Problem to work on>
Among the entries, find the lines with the string "ValueNode" and copy them.
■ ■ ■
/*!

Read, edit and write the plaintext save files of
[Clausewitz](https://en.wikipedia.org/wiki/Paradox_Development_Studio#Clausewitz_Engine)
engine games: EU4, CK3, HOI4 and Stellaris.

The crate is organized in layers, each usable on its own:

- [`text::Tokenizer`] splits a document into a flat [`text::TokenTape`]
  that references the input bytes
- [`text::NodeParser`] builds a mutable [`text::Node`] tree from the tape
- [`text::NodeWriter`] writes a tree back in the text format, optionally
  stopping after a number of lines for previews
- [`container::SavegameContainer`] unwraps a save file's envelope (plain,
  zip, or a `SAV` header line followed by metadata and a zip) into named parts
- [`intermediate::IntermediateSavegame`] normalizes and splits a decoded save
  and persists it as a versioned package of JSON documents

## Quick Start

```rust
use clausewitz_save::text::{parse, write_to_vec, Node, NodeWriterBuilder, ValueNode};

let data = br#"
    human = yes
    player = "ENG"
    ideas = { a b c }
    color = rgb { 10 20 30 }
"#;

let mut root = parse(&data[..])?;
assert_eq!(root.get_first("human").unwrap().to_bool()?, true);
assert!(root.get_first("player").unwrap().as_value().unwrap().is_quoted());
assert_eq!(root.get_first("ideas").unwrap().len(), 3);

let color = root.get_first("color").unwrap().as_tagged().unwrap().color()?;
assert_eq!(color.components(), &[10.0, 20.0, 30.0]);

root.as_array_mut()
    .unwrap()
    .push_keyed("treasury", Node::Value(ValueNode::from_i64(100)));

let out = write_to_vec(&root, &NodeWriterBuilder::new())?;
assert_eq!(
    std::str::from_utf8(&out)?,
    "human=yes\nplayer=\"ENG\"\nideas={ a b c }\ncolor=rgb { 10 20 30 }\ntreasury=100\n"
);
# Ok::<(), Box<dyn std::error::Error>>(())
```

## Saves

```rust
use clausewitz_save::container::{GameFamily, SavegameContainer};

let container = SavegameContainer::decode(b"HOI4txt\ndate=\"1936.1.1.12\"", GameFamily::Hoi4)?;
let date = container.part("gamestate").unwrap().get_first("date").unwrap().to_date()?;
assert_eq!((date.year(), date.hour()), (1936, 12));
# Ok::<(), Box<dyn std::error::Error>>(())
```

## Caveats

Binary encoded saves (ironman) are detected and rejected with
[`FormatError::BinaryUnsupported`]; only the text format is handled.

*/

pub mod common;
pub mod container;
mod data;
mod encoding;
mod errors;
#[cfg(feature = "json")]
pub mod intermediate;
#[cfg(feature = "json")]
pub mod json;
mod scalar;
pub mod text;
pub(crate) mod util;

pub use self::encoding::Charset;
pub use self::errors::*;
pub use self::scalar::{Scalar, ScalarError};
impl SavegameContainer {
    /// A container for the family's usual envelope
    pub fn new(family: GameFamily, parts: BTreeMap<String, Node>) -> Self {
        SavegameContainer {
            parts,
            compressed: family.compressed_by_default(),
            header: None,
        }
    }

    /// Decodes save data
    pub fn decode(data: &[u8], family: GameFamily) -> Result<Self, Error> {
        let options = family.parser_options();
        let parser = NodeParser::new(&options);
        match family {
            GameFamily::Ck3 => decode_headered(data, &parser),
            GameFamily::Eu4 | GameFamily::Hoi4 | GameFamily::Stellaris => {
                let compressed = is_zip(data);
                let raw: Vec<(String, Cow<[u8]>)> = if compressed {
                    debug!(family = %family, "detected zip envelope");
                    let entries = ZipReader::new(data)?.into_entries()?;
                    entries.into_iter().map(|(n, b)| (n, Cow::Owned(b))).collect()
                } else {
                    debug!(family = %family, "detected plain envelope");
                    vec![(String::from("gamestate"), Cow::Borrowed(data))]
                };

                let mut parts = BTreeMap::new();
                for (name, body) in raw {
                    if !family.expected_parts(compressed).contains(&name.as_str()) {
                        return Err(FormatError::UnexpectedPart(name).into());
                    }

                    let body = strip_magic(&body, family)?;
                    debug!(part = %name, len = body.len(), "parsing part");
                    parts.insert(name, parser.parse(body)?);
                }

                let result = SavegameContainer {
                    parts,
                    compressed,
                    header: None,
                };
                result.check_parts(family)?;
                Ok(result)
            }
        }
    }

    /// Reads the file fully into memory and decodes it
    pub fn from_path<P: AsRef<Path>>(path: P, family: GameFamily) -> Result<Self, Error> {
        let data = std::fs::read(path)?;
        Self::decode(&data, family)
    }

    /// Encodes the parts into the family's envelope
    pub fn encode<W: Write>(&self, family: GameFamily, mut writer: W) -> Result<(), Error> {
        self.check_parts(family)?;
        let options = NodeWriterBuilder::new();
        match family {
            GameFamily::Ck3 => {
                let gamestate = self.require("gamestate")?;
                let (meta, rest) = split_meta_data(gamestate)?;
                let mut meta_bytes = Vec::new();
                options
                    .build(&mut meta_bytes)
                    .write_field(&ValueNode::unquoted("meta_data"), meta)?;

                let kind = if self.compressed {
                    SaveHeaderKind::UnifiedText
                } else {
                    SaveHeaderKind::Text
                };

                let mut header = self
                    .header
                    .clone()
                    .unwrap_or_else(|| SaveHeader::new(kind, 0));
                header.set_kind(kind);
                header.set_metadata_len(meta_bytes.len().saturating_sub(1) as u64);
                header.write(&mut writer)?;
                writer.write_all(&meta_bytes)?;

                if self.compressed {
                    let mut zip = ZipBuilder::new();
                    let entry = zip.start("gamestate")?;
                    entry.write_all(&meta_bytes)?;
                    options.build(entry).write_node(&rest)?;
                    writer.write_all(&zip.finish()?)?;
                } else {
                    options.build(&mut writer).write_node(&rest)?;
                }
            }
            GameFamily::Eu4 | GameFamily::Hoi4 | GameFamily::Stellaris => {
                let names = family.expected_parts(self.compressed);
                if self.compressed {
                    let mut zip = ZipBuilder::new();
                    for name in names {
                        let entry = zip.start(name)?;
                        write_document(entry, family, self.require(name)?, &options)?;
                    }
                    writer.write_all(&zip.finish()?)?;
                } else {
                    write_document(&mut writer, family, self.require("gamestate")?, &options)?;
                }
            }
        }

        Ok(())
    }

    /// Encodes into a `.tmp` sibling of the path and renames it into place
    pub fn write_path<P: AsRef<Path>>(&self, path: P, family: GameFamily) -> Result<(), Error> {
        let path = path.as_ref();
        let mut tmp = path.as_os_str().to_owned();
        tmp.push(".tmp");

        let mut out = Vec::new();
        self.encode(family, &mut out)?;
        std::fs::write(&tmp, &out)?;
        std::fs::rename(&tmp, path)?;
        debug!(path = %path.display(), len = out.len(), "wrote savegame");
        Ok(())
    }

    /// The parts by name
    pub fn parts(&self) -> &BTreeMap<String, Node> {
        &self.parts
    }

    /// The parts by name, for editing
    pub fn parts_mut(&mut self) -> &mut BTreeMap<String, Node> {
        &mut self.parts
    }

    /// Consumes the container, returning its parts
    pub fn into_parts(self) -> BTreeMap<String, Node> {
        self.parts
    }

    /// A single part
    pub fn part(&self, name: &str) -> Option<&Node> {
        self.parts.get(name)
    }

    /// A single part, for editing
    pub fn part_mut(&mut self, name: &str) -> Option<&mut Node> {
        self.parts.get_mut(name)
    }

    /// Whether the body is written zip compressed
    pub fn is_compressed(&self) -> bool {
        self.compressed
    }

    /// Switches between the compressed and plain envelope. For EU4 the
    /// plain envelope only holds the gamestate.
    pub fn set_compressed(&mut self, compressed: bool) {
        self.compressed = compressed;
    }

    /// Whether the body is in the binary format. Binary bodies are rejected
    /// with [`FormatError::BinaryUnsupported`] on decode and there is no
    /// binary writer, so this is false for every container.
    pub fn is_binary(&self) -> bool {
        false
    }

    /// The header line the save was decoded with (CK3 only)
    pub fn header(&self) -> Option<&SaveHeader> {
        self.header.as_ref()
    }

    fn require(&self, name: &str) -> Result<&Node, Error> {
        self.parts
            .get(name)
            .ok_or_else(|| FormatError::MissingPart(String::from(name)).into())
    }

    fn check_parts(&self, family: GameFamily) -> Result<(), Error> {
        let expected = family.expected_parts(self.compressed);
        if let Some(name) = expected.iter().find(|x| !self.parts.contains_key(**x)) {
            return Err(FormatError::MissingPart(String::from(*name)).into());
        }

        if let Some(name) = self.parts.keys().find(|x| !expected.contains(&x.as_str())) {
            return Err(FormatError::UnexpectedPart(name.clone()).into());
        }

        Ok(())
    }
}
■ ■ ■
Answer area>
use clausewitz_save::text::{parse, write_to_vec, Node, NodeWriterBuilder, ValueNode};
    .push_keyed("treasury", Node::Value(ValueNode::from_i64(100)));
                    .write_field(&ValueNode::unquoted("meta_data"), meta)?;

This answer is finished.